The reliability-related and the status-related
aspect of knowledge are connected to each other because knowledge does
not
enjoy "luminosity" (T. Williamson, Knowledge and its limits,
Oxford University Press 2000), i.e. we
cannot always know whether we know. So, intersubjective agreement about
knower
and knowledge status is often the best way we have (albeit an indirect
one) to
approach reliability issues.
Considering
cases in which this seems to be so, though, it is reasonable to wonder
whether
this apparent context-relativity is a matter of the relative height of the relevant standards for
knowledge, as has been claimed by several contextualists, or a matter
of the
greater salience of either aspect of knowledge discussed in this paper.
I
describe two opposed scenarios, associated with scepticism and with
scientific
research respectively, according to this proposal.
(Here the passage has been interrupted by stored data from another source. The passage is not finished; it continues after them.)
//! Delay between a filter edit and the rebuild it triggers.

use std::time::{Duration, Instant};

/// Fixed-interval debounce. Each request restarts the interval, so a burst
/// of edits results in one rebuild.
#[derive(Debug, Clone)]
pub struct FilterDebounce {
    interval: Duration,
    pending_since: Option<Instant>,
}

impl FilterDebounce {
    /// Debounce with the given interval. A zero interval fires on the next poll.
    pub fn new(interval: Duration) -> Self {
        Self {
            interval,
            pending_since: None,
        }
    }

    /// Configured interval.
    pub fn interval(&self) -> Duration {
        self.interval
    }

    /// Record an edit made at `now`.
    pub fn request(&mut self, now: Instant) {
        self.pending_since = Some(now);
    }

    /// Whether an edit is waiting.
    pub fn is_pending(&self) -> bool {
        self.pending_since.is_some()
    }

    /// Whether the waiting edit is due at `now`.
    pub fn is_ready(&self, now: Instant) -> bool {
        self.pending_since
            .is_some_and(|since| now.saturating_duration_since(since) >= self.interval)
    }

    /// Consume the waiting edit if it is due.
    pub fn take_ready(&mut self, now: Instant) -> bool {
        let ready = self.is_ready(now);
        if ready {
            self.pending_since = None;
        }
        ready
    }

    /// Drop the waiting edit.
    pub fn cancel(&mut self) {
        self.pending_since = None;
    }
}

#[cfg(test)]
mod tests {
    use super::*;

    const INTERVAL: Duration = Duration::from_millis(150);

    #[test]
    fn fires_once_after_the_interval() {
        let start = Instant::now();
        let mut debounce = FilterDebounce::new(INTERVAL);
        assert!(!debounce.take_ready(start));

        debounce.request(start);
        assert!(!debounce.take_ready(start + Duration::from_millis(100)));
        assert!(debounce.take_ready(start + INTERVAL));
        assert!(!debounce.is_pending());
        assert!(!debounce.take_ready(start + INTERVAL * 2));
    }

    #[test]
    fn new_requests_restart_the_interval() {
        let start = Instant::now();
        let mut debounce = FilterDebounce::new(INTERVAL);
        debounce.request(start);
        debounce.request(start + Duration::from_millis(100));
        assert!(!debounce.is_ready(start + INTERVAL));
        assert!(debounce.is_ready(start + Duration::from_millis(250)));
    }

    #[test]
    fn cancel_drops_the_pending_edit() {
        let start = Instant::now();
        let mut debounce = FilterDebounce::new(Duration::ZERO);
        debounce.request(start);
        debounce.cancel();
        assert!(!debounce.take_ready(start));
    }
}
In the former, there
may be
knowledge according to reliability (we may in fact know that these are
our
hands, etc...), but not (at least in the sceptic's opinion) according
to
entitlement. In the latter, there is knowledge as entitlement (if the
scientist
were not entitled to issue assertions about the subject matter of
his/her
scientific research, who else would be?), but it is all to be seen how
reliable
the scientist's claim eventually proves.
My conclusion is contextualist as to the truth/falsity assessment of knowledge attributions: we do not assess them against entire possible worlds (circumstances), but against contexts (sets of pertinent facts selected by the ongoing activity). I suggest a specific factor, the reliability-status duality, which affects the assessment of knowledge attributions. But I do not suggest that "know" should be held to possess different meanings in different contexts: whenever we use "know" the same (complex) lexical entry is activated.